*** Opening of Records shown ***

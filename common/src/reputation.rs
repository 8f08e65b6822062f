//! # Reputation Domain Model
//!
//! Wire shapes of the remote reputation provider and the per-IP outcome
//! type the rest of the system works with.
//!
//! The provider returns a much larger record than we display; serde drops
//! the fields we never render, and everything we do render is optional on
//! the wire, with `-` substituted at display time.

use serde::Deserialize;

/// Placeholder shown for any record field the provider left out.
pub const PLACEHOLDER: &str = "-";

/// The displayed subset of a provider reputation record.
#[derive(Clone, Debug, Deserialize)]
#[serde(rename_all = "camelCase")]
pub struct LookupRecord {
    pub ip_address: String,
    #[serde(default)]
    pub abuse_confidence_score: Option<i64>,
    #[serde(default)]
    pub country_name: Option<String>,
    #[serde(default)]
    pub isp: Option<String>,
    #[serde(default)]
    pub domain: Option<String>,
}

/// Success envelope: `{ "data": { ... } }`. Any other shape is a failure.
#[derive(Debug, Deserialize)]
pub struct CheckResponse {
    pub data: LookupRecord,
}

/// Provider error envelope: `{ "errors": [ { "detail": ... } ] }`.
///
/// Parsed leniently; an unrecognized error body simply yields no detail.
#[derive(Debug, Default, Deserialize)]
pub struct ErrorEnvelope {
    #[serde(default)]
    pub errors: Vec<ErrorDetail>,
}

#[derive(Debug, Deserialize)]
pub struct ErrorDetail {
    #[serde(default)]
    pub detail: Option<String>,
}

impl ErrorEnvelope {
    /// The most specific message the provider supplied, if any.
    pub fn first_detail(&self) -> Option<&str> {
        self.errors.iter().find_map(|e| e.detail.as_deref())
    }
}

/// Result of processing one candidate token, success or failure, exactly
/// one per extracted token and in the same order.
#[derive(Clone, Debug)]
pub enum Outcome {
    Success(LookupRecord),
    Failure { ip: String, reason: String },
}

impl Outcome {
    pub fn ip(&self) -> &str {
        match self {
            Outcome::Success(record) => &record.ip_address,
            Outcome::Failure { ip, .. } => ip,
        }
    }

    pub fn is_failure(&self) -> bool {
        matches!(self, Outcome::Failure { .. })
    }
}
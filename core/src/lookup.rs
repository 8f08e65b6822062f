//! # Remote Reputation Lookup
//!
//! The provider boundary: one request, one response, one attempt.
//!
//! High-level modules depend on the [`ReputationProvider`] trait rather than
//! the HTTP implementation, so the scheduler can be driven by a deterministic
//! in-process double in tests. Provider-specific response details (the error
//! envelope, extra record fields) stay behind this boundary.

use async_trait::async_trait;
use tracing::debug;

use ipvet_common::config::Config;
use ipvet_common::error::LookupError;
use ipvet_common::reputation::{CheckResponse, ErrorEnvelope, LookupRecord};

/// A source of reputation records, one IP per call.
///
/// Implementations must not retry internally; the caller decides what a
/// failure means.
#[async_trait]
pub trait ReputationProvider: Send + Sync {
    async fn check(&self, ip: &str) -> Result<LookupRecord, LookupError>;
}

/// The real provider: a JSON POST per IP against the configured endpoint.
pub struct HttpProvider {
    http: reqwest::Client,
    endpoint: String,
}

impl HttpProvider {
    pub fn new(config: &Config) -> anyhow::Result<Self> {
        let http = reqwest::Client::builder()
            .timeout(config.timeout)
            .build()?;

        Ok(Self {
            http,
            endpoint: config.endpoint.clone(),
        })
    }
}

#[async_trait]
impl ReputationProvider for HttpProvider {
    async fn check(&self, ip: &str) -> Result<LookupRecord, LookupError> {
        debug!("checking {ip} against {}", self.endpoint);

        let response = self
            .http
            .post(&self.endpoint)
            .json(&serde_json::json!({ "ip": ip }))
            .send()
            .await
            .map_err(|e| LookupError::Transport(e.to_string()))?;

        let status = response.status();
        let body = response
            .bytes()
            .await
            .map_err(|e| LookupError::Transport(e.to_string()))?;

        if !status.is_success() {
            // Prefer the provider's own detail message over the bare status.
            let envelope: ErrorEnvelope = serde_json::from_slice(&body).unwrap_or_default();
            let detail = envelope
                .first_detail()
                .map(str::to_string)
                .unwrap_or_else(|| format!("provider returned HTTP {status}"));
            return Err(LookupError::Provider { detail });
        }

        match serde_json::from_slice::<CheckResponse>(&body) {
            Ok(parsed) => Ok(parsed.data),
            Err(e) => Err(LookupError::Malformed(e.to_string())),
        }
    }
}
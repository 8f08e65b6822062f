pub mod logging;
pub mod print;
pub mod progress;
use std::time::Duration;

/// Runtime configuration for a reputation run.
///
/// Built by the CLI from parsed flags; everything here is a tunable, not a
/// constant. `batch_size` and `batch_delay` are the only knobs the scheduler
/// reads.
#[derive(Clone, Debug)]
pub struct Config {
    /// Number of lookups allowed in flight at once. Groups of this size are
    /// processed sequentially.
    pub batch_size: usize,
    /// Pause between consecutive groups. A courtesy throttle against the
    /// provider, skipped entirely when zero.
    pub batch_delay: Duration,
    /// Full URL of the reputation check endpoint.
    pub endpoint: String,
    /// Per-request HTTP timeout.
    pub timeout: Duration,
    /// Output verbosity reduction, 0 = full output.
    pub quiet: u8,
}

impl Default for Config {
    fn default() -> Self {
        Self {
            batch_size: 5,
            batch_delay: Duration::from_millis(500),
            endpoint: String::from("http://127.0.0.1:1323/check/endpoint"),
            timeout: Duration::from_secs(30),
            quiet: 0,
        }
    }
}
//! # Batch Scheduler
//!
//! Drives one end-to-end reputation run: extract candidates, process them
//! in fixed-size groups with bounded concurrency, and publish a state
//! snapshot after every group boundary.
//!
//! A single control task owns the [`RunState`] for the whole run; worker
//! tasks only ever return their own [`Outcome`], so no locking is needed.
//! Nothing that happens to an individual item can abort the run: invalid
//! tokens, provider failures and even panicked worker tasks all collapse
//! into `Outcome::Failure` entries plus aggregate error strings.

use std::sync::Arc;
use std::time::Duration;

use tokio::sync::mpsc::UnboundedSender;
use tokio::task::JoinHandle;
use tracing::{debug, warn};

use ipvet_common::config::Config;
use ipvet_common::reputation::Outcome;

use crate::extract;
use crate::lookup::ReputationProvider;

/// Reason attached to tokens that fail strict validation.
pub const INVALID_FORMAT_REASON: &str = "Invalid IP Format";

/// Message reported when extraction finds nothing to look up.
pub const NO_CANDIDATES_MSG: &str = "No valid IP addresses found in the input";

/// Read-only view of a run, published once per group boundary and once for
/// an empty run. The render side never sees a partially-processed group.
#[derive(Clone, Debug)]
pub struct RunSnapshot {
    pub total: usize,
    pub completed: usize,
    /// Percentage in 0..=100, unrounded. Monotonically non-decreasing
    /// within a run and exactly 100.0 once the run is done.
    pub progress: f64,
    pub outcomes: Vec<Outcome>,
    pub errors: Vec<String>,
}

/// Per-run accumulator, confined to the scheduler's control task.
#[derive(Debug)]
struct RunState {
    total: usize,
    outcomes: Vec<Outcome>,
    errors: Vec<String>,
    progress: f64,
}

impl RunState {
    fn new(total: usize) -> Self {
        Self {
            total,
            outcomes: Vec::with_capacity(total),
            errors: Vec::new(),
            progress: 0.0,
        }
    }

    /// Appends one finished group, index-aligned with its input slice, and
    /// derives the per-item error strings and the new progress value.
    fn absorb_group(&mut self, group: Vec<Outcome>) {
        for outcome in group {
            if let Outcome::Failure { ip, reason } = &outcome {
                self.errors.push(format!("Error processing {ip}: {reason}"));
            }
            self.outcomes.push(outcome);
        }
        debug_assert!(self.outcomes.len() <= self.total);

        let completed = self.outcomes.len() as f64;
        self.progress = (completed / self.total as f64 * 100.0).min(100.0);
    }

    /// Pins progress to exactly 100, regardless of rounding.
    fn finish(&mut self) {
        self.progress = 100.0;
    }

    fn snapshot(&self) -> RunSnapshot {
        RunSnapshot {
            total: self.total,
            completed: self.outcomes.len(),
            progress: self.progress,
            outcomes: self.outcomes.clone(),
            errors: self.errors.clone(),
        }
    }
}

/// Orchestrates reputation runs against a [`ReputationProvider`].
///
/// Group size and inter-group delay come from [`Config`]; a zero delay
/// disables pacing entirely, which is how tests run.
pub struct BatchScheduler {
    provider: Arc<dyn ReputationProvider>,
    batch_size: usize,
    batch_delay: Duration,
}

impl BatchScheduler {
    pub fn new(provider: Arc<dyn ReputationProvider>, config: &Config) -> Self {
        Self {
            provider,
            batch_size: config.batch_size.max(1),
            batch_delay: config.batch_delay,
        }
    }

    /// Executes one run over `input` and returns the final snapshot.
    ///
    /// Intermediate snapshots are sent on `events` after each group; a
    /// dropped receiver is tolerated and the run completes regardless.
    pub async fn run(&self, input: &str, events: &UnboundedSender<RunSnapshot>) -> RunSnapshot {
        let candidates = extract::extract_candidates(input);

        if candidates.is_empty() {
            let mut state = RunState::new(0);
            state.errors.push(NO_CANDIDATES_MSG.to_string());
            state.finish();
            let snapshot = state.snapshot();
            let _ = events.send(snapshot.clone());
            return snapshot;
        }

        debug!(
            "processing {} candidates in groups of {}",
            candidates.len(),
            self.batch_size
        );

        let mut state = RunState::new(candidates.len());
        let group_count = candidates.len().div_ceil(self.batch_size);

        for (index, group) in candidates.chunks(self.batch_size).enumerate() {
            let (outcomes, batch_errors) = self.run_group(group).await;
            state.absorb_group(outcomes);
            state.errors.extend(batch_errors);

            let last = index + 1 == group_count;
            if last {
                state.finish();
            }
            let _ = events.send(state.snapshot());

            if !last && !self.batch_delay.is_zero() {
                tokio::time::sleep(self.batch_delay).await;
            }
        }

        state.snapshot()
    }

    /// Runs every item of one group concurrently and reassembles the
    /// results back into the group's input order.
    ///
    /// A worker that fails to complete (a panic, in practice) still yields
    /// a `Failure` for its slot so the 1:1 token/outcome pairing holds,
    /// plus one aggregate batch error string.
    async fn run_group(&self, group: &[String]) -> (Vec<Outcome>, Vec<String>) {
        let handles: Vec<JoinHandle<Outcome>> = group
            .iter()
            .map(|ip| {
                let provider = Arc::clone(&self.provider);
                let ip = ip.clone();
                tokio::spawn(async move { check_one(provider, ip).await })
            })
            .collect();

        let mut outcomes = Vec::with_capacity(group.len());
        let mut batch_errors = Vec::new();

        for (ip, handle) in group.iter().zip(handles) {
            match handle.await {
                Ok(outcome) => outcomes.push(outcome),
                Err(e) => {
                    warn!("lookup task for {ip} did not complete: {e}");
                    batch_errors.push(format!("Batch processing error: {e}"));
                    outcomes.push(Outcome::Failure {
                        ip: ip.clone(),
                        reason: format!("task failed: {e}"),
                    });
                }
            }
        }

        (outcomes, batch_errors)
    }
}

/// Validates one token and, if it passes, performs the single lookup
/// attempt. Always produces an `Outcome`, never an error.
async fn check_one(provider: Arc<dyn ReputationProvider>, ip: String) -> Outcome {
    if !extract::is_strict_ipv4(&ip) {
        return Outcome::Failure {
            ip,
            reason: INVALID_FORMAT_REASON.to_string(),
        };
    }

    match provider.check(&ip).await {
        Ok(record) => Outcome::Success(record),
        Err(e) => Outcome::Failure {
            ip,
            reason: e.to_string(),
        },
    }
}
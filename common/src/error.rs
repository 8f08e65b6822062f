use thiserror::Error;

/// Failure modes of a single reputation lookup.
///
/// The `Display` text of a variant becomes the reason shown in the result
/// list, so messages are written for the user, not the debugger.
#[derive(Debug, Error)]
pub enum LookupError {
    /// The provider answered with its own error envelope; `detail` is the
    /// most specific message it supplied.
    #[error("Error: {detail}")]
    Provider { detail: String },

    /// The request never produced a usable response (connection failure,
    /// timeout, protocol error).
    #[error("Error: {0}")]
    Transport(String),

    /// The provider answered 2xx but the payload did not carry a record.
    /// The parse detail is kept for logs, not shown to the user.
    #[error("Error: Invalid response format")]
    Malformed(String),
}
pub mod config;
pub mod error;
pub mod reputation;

*** Close of Records shown ***

Exercise goal: Scan the records above for the string "BatchScheduler", and copy every line where it turns up.

Reply:
pub struct BatchScheduler {
impl BatchScheduler {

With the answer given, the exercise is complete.